Rep. Birmingham opposed any attempt to increase taxes on low wage earners as part of a 10 percent state tax increase proposed by Boston Mayor James Michael Curley and half-heartedly endorsed by Gov. Joseph Ely, the Boston Herald reported March 7, 1931, p. 1.
Curley recommended the tax increase to pay for public welfare expenditures, old age assistance, expansion in state activities, and Ely’s public works program. Boston would get $1 million from the increase, while other cities and towns would get rest of the money based on their last income tax returns.
Curley directed Corporation Counsel Samuel Silverman to work with Tax Commissioner Henry Long in drafting a tax bill that would apply the tax increase retroactively to the 1930 tax year.

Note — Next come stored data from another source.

use std::sync::Arc;

use anyhow::{Context, Result};
use arrow::array::{ArrayRef, Float64Array, Int64Array, StringArray};
use arrow::datatypes::{DataType, Field, Schema};
use arrow::record_batch::RecordBatch;
use parquet::arrow::ArrowWriter;

/// Per-species shape of the synthetic table: (name, rows, islands,
/// mean/std of bill length, bill depth, flipper length, body mass).
type SpeciesProfile = (&'static str, usize, &'static [&'static str], [(f64, f64); 4]);

const PROFILES: [SpeciesProfile; 3] = [
    (
        "Adelie",
        152,
        &["Torgersen", "Biscoe", "Dream"],
        [(38.8, 2.7), (18.3, 1.2), (190.0, 6.5), (3700.0, 458.0)],
    ),
    (
        "Gentoo",
        124,
        &["Biscoe"],
        [(47.5, 3.1), (15.0, 1.0), (217.0, 6.5), (5076.0, 504.0)],
    ),
    (
        "Chinstrap",
        68,
        &["Dream"],
        [(48.8, 3.3), (18.4, 1.1), (196.0, 7.1), (3733.0, 384.0)],
    ),
];

/// Minimal deterministic PRNG (xoshiro256**)
struct SimpleRng {
    state: [u64; 4],
}

impl SimpleRng {
    fn new(seed: u64) -> Self {
        let mut s = [0u64; 4];
        let mut x = seed;
        for slot in &mut s {
            x = x.wrapping_mul(6364136223846793005).wrapping_add(1);
            *slot = x;
        }
        SimpleRng { state: s }
    }

    fn next_u64(&mut self) -> u64 {
        let result = (self.state[1].wrapping_mul(5))
            .rotate_left(7)
            .wrapping_mul(9);
        let t = self.state[1] << 17;
        self.state[2] ^= self.state[0];
        self.state[3] ^= self.state[1];
        self.state[1] ^= self.state[2];
        self.state[0] ^= self.state[3];
        self.state[2] ^= t;
        self.state[3] = self.state[3].rotate_left(45);
        result
    }

    fn next_f64(&mut self) -> f64 {
        (self.next_u64() >> 11) as f64 / (1u64 << 53) as f64
    }

    /// Box-Muller transform for normal distribution
    fn gauss(&mut self, mean: f64, std_dev: f64) -> f64 {
        let u1 = self.next_f64().max(1e-15);
        let u2 = self.next_f64();
        let z = (-2.0 * u1.ln()).sqrt() * (2.0 * std::f64::consts::PI * u2).cos();
        mean + std_dev * z
    }
}

#[derive(Default)]
struct Columns {
    species: Vec<String>,
    island: Vec<String>,
    measurements: [Vec<Option<f64>>; 4],
    sex: Vec<Option<String>>,
    year: Vec<i64>,
}

fn generate(rng: &mut SimpleRng) -> Columns {
    let mut cols = Columns::default();
    let mut row = 0usize;

    for (species, count, islands, stats) in PROFILES {
        for i in 0..count {
            let male = i % 2 == 0;
            let shift = if male { 1.0 } else { -1.0 };
            // roughly one row in sixty is missing every measurement
            let missing = rng.next_f64() < 1.0 / 60.0;

            cols.species.push(species.to_string());
            cols.island.push(islands[i % islands.len()].to_string());
            for (k, &(mean, std_dev)) in stats.iter().enumerate() {
                let value = rng.gauss(mean + shift * std_dev * 0.4, std_dev * 0.8);
                let rounded = if k >= 2 { value.round() } else { (value * 10.0).round() / 10.0 };
                cols.measurements[k].push((!missing).then_some(rounded));
            }
            let sex = if male { "male" } else { "female" };
            cols.sex.push((!missing).then(|| sex.to_string()));
            cols.year.push(2007 + (row % 3) as i64);
            row += 1;
        }
    }
    cols
}

fn write_csv(cols: &Columns, path: &str) -> Result<()> {
    let mut writer = csv::Writer::from_path(path).context("creating CSV")?;
    writer.write_record([
        "species",
        "island",
        "bill_length_mm",
        "bill_depth_mm",
        "flipper_length_mm",
        "body_mass_g",
        "sex",
        "year",
    ])?;
    let na = || "NA".to_string();
    for i in 0..cols.species.len() {
        let mut record = vec![cols.species[i].clone(), cols.island[i].clone()];
        record.extend(
            cols.measurements
                .iter()
                .map(|m| m[i].map(|v| v.to_string()).unwrap_or_else(na)),
        );
        record.push(cols.sex[i].clone().unwrap_or_else(na));
        record.push(cols.year[i].to_string());
        writer.write_record(&record)?;
    }
    writer.flush()?;
    Ok(())
}

fn write_parquet(cols: &Columns, path: &str) -> Result<()> {
    let text = |v: &[String]| StringArray::from(v.iter().map(|s| s.as_str()).collect::<Vec<_>>());

    let schema = Arc::new(Schema::new(vec![
        Field::new("species", DataType::Utf8, false),
        Field::new("island", DataType::Utf8, false),
        Field::new("bill_length_mm", DataType::Float64, true),
        Field::new("bill_depth_mm", DataType::Float64, true),
        Field::new("flipper_length_mm", DataType::Float64, true),
        Field::new("body_mass_g", DataType::Float64, true),
        Field::new("sex", DataType::Utf8, true),
        Field::new("year", DataType::Int64, false),
    ]));

    let mut arrays: Vec<ArrayRef> = vec![
        Arc::new(text(&cols.species)),
        Arc::new(text(&cols.island)),
    ];
    for m in &cols.measurements {
        arrays.push(Arc::new(Float64Array::from(m.clone())));
    }
    arrays.push(Arc::new(StringArray::from(cols.sex.clone())));
    arrays.push(Arc::new(Int64Array::from(cols.year.clone())));

    let batch = RecordBatch::try_new(schema.clone(), arrays).context("building record batch")?;

    let file = std::fs::File::create(path).context("creating parquet file")?;
    let mut writer = ArrowWriter::try_new(file, schema, None).context("creating parquet writer")?;
    writer.write(&batch).context("writing record batch")?;
    writer.close().context("closing parquet writer")?;
    Ok(())
}

fn main() -> Result<()> {
    let mut rng = SimpleRng::new(42);
    let cols = generate(&mut rng);

    let csv_path = "penguins_sample.csv";
    let parquet_path = "penguins_sample.parquet";
    write_csv(&cols, csv_path)?;
    write_parquet(&cols, parquet_path)?;

    println!(
        "Wrote {} penguins to {csv_path} and {parquet_path}",
        cols.species.len()
    );
    Ok(())
}
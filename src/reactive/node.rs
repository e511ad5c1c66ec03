use std::any::Any;
use std::collections::BTreeSet;
use std::fmt;
use std::marker::PhantomData;
use std::rc::Rc;

use super::graph::Scope;

// ---------------------------------------------------------------------------
// Node identity and lifecycle
// ---------------------------------------------------------------------------

/// Index of a node inside its [`ReactiveGraph`](super::ReactiveGraph).
#[derive(Debug, Clone, Copy, PartialEq, Eq, PartialOrd, Ord, Hash)]
pub struct NodeId(pub(crate) usize);

impl fmt::Display for NodeId {
    fn fmt(&self, f: &mut fmt::Formatter<'_>) -> fmt::Result {
        write!(f, "#{}", self.0)
    }
}

#[derive(Debug, Clone, Copy, PartialEq, Eq)]
pub enum NodeKind {
    /// Value supplied from outside the graph (a control).
    Input,
    /// Cached computation consumed by other nodes.
    Derived,
    /// Terminal computation whose value is presented to the user.
    Sink,
}

#[derive(Debug, Clone, Copy, PartialEq, Eq)]
pub enum NodeState {
    /// Needs recomputation before its value can be used.
    Stale,
    /// Cached value is valid.
    Fresh,
}

/// Message sent along a subscription edge when an upstream value changes.
#[derive(Debug, Clone, Copy, PartialEq, Eq)]
pub enum Notification {
    Invalidate { target: NodeId, source: NodeId },
}

// ---------------------------------------------------------------------------
// Typed handles
// ---------------------------------------------------------------------------

/// Handle to an input node holding a `T`.
pub struct Signal<T> {
    id: NodeId,
    _marker: PhantomData<fn() -> T>,
}

/// Handle to a derived or sink node producing a `T`.
pub struct Memo<T> {
    id: NodeId,
    _marker: PhantomData<fn() -> T>,
}

/// Anything a computation can read from: inputs and other computations.
pub trait Source<T> {
    fn id(&self) -> NodeId;
}

macro_rules! handle_impls {
    ($handle:ident) => {
        impl<T> $handle<T> {
            pub(crate) fn new(id: NodeId) -> Self {
                Self {
                    id,
                    _marker: PhantomData,
                }
            }

            pub fn id(&self) -> NodeId {
                self.id
            }
        }

        impl<T> Clone for $handle<T> {
            fn clone(&self) -> Self {
                *self
            }
        }

        impl<T> Copy for $handle<T> {}

        impl<T> fmt::Debug for $handle<T> {
            fn fmt(&self, f: &mut fmt::Formatter<'_>) -> fmt::Result {
                write!(f, "{}({})", stringify!($handle), self.id)
            }
        }

        impl<T> Source<T> for $handle<T> {
            fn id(&self) -> NodeId {
                self.id
            }
        }
    };
}

handle_impls!(Signal);
handle_impls!(Memo);

// ---------------------------------------------------------------------------
// Storage
// ---------------------------------------------------------------------------

pub(crate) type Value = Rc<dyn Any>;
pub(crate) type Compute = Rc<dyn Fn(&mut Scope<'_>) -> Value>;

/// One arena slot. Edges are kept on both ends so invalidation can walk
/// downstream and re-evaluation can unsubscribe upstream.
pub(crate) struct Slot {
    pub label: &'static str,
    pub kind: NodeKind,
    pub state: NodeState,
    pub value: Option<Value>,
    pub compute: Option<Compute>,
    pub dependencies: BTreeSet<NodeId>,
    pub subscribers: BTreeSet<NodeId>,
    pub runs: u64,
}

impl Slot {
    pub fn input(label: &'static str, value: Value) -> Self {
        Slot {
            label,
            kind: NodeKind::Input,
            state: NodeState::Fresh,
            value: Some(value),
            compute: None,
            dependencies: BTreeSet::new(),
            subscribers: BTreeSet::new(),
            runs: 0,
        }
    }

    pub fn computed(label: &'static str, kind: NodeKind, compute: Compute) -> Self {
        Slot {
            label,
            kind,
            state: NodeState::Stale,
            value: None,
            compute: Some(compute),
            dependencies: BTreeSet::new(),
            subscribers: BTreeSet::new(),
            runs: 0,
        }
    }
}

The mayor dismissed arguments that the increase was unconstitutional, citing a similar tax imposed on foreign and domestic corporations in 1918 to pay for the war bonus and the income tax increase in 1923 to pay for national bank tax reimbursements.
Curley threatened to increase the city’s real estate tax if he didn’t get the 10 percent state income tax hike.
Even though much of the Curley tax increase would go to the cities and towns, local officials were not sure such an increase in the tax burden was advisable, according to a canvass by the Boston Herald.
The newspaper spoke to state legislators, mayors, and selectmen, who acknowledged the need for additional funds but feared the political backlash such a tax increase might create.
Business leaders were virtually united in their opposition to the mayor’s tax proposal, arguing that it would burden tax payers and slow any economic recovery.